BEIJING, May 30 (UPI) -- Parts of China's Inner Mongolia region remain under tight security after the government announced it will put a Chinese miner on trial for allegedly killing a Mongolian man.
Ethnic Mongolians continue to gather and protest the death of the man who died during a protest at a mine two weeks ago.
Chinese authorities have been increasing police and paramilitary forces in the region since May 10 when a 35-year-old herdsman trying to protect his land was allegedly run down and killed by an ethnically Han Chinese van driver.
Police said they also have another suspect in custody in the death of the herdsman.
The incidents have exacerbated tensions between ethnic Mongolians, who make up 20 percent of the population of 25 million. They're concerned that their culture and nomadic way of life is under threat by the growing number of Han Chinese moving into the region.
Police armed with batons are reportedly posted at the main square in Hohhot, capital of the Inner Mongolian Autonomous Region, and aren't allowing people access to the public area.
Armed police also have taken up positions in some universities and high schools to check papers and are turning some people away.
The government disrupted access to the Internet and closed Internet cafes in a move that some critics claim is similar to martial law.

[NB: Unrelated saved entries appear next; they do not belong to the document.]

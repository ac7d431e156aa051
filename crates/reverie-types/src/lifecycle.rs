//! Lifecycle state machine.
//!
//! A memory is created [`Lifecycle::Active`], drifts to
//! [`Lifecycle::Dormant`] when idle, is pulled into [`Lifecycle::Dreaming`]
//! for the duration of a consolidation cycle, and ends in
//! [`Lifecycle::Composting`], where it keeps losing resolution but is never
//! removed.
//!
//! Transitions are data: [`TRANSITIONS`] lists every legal
//! `(from, trigger, to)` row and [`Lifecycle::next`] looks them up.
//!
//! ```text
//!            Recall                    EnterDream
//!   ACTIVE ◄────────── DORMANT ─────────────────► DREAMING
//!     │  ──────────────►   ▲ ◄──────────────────────  │
//!     │  Idle/Deactivate   │          Wake            │ Demote / MergeLoss
//!     │                    │ Forget                   ▼
//!     └───── Forget ───────┴────────────────────► COMPOSTING ⟲ Degrade
//!                          ▲                          │
//!                          └──────── Cherish ─────────┘
//! ```
//!
//! Whether a memory is cherished lives on [`Memory`][crate::Memory]; this
//! table only says where [`Trigger::Cherish`] leads.

use serde::{Deserialize, Serialize};
use std::fmt;
use std::str::FromStr;

/// Availability state of a memory.
#[derive(Debug, Clone, Copy, PartialEq, Eq, Hash, PartialOrd, Ord, Serialize, Deserialize)]
#[serde(rename_all = "lowercase")]
pub enum Lifecycle {
    /// Recently used; fully visible to recall.
    Active,
    /// Idle but retrievable; eligible for the next consolidation cycle.
    Dormant,
    /// Being consolidated.  Invisible to recall until woken.
    Dreaming,
    /// Forgotten.  Resolution shrinks every cycle; never hard-deleted.
    Composting,
}

/// Event that drives a lifecycle transition.
#[derive(Debug, Clone, Copy, PartialEq, Eq, Hash)]
pub enum Trigger {
    /// Idle timeout elapsed.
    Idle,
    /// Explicit deactivation.
    Deactivate,
    /// The memory was returned by a recall.
    Recall,
    /// A consolidation cycle started.
    EnterDream,
    /// A consolidation cycle ended, or was aborted.
    Wake,
    /// Decayed relevance fell below the demotion threshold.
    Demote,
    /// Lost a near-duplicate merge.
    MergeLoss,
    /// Explicit forget.
    Forget,
    /// Resolution decay while composting.
    Degrade,
    /// The memory was cherished; protection lifts it out of COMPOSTING.
    Cherish,
}

/// Every legal transition.  Anything not listed is rejected.
pub const TRANSITIONS: &[(Lifecycle, Trigger, Lifecycle)] = &[
    (Lifecycle::Active, Trigger::Idle, Lifecycle::Dormant),
    (Lifecycle::Active, Trigger::Deactivate, Lifecycle::Dormant),
    (Lifecycle::Active, Trigger::Recall, Lifecycle::Active),
    (Lifecycle::Dormant, Trigger::Recall, Lifecycle::Active),
    (Lifecycle::Dormant, Trigger::EnterDream, Lifecycle::Dreaming),
    (Lifecycle::Dreaming, Trigger::Wake, Lifecycle::Dormant),
    (Lifecycle::Dreaming, Trigger::Demote, Lifecycle::Composting),
    (Lifecycle::Dreaming, Trigger::MergeLoss, Lifecycle::Composting),
    (Lifecycle::Active, Trigger::Forget, Lifecycle::Composting),
    (Lifecycle::Dormant, Trigger::Forget, Lifecycle::Composting),
    (Lifecycle::Dreaming, Trigger::Forget, Lifecycle::Composting),
    (Lifecycle::Composting, Trigger::Degrade, Lifecycle::Composting),
    (Lifecycle::Composting, Trigger::Cherish, Lifecycle::Dormant),
];

/// All states, in declaration order.
pub const ALL_STATES: [Lifecycle; 4] = [
    Lifecycle::Active,
    Lifecycle::Dormant,
    Lifecycle::Dreaming,
    Lifecycle::Composting,
];

impl Lifecycle {
    /// State reached from `self` on `trigger`, or `None` if the transition is
    /// not in [`TRANSITIONS`].
    pub fn next(self, trigger: Trigger) -> Option<Lifecycle> {
        TRANSITIONS
            .iter()
            .find(|(from, t, _)| *from == self && *t == trigger)
            .map(|(_, _, to)| *to)
    }

    /// `true` if `trigger` is legal from `self`.
    pub fn accepts(self, trigger: Trigger) -> bool {
        self.next(trigger).is_some()
    }

    pub fn as_str(self) -> &'static str {
        match self {
            Lifecycle::Active => "active",
            Lifecycle::Dormant => "dormant",
            Lifecycle::Dreaming => "dreaming",
            Lifecycle::Composting => "composting",
        }
    }
}

impl fmt::Display for Lifecycle {
    fn fmt(&self, f: &mut fmt::Formatter<'_>) -> fmt::Result {
        f.write_str(self.as_str())
    }
}

impl FromStr for Lifecycle {
    type Err = String;

    fn from_str(s: &str) -> Result<Self, Self::Err> {
        match s.trim().to_ascii_lowercase().as_str() {
            "active" => Ok(Lifecycle::Active),
            "dormant" => Ok(Lifecycle::Dormant),
            "dreaming" => Ok(Lifecycle::Dreaming),
            "composting" => Ok(Lifecycle::Composting),
            other => Err(format!("unknown lifecycle state '{other}'")),
        }
    }
}

#[cfg(test)]
mod tests {
    use super::*;

    #[test]
    fn active_goes_dormant_on_idle_or_deactivate() {
        assert_eq!(Lifecycle::Active.next(Trigger::Idle), Some(Lifecycle::Dormant));
        assert_eq!(
            Lifecycle::Active.next(Trigger::Deactivate),
            Some(Lifecycle::Dormant)
        );
    }

    #[test]
    fn only_dormant_enters_dreaming() {
        assert_eq!(
            Lifecycle::Dormant.next(Trigger::EnterDream),
            Some(Lifecycle::Dreaming)
        );
        assert!(!Lifecycle::Active.accepts(Trigger::EnterDream));
        assert!(!Lifecycle::Composting.accepts(Trigger::EnterDream));
        assert!(!Lifecycle::Dreaming.accepts(Trigger::EnterDream));
    }

    #[test]
    fn wake_only_from_dreaming() {
        assert_eq!(Lifecycle::Dreaming.next(Trigger::Wake), Some(Lifecycle::Dormant));
        assert!(!Lifecycle::Active.accepts(Trigger::Wake));
        assert!(!Lifecycle::Dormant.accepts(Trigger::Wake));
    }

    #[test]
    fn automatic_demotion_only_from_dreaming() {
        assert!(Lifecycle::Dreaming.accepts(Trigger::Demote));
        assert!(Lifecycle::Dreaming.accepts(Trigger::MergeLoss));
        assert!(!Lifecycle::Dormant.accepts(Trigger::Demote));
        assert!(!Lifecycle::Active.accepts(Trigger::MergeLoss));
    }

    #[test]
    fn forget_composts_from_every_live_state() {
        for state in [Lifecycle::Active, Lifecycle::Dormant, Lifecycle::Dreaming] {
            assert_eq!(state.next(Trigger::Forget), Some(Lifecycle::Composting));
        }
    }

    #[test]
    fn cherish_is_the_only_way_out_of_composting() {
        for (from, trigger, to) in TRANSITIONS {
            if *from == Lifecycle::Composting && *trigger != Trigger::Cherish {
                assert_eq!(*to, Lifecycle::Composting);
            }
        }
        assert!(!Lifecycle::Composting.accepts(Trigger::Recall));
        assert_eq!(
            Lifecycle::Composting.next(Trigger::Cherish),
            Some(Lifecycle::Dormant)
        );
        for state in [Lifecycle::Active, Lifecycle::Dormant, Lifecycle::Dreaming] {
            assert!(!state.accepts(Trigger::Cherish));
        }
    }

    #[test]
    fn parse_and_display_roundtrip() {
        for state in ALL_STATES {
            assert_eq!(state.to_string().parse::<Lifecycle>().unwrap(), state);
        }
        assert!("asleep".parse::<Lifecycle>().is_err());
        assert_eq!(" DORMANT ".parse::<Lifecycle>().unwrap(), Lifecycle::Dormant);
    }
}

"Chinese authorities have declared martial law in major cities of the Mongolian region including Hohhot, Tongliao, Ulaanhad (Chifing in Chinese) and Dongsheng in the face of mass protests by students and herders," a statement on the Web site of the Southern Mongolian Human Rights Information Center in New York, said.
"Tight security has been imposed as the authorities attempt to quash any protest and unrest," the statement said.
Access to the region is limited but a local resident told the BBC the Mongolian culture is under threat.
"In the past Mongolian herdsmen seldom held protests but now they are rising up because the damage to the grassland is so serious, plus the desertification, lack of rain that it is becoming intolerable," said the resident, who unnamed.
The BBC also reported that references to the demonstrations are being taken down from Internet sites.
Almas Sharnud, an activist in Tongliao, speaking to SMHRIC by phone, said plainclothes security men are more apparent on the streets.
"I have been put under home confinement and if I want to go out I must get approval," he said. "Two security personnel follow me publicly when I go out. Several friends told me that on the morning of May 28 hundreds of Mongols gathered near the Sharmurun Square but reportedly they were immediately dispersed by the army deployed from the Shen Yang Military District."
"There are increasing conflicts between herders and miners as the authorities open up more mines in the grasslands to meet their goal of turning Inner Mongolia into the nation's energy base."
In the past decade, Inner Mongolia has become China's leading producer of coal and rare earth elements. But this has produced disquiet among the generally peaceful population who fear their way of life -- and their traditional grassland environment -- is changing forever, SMHRIC said.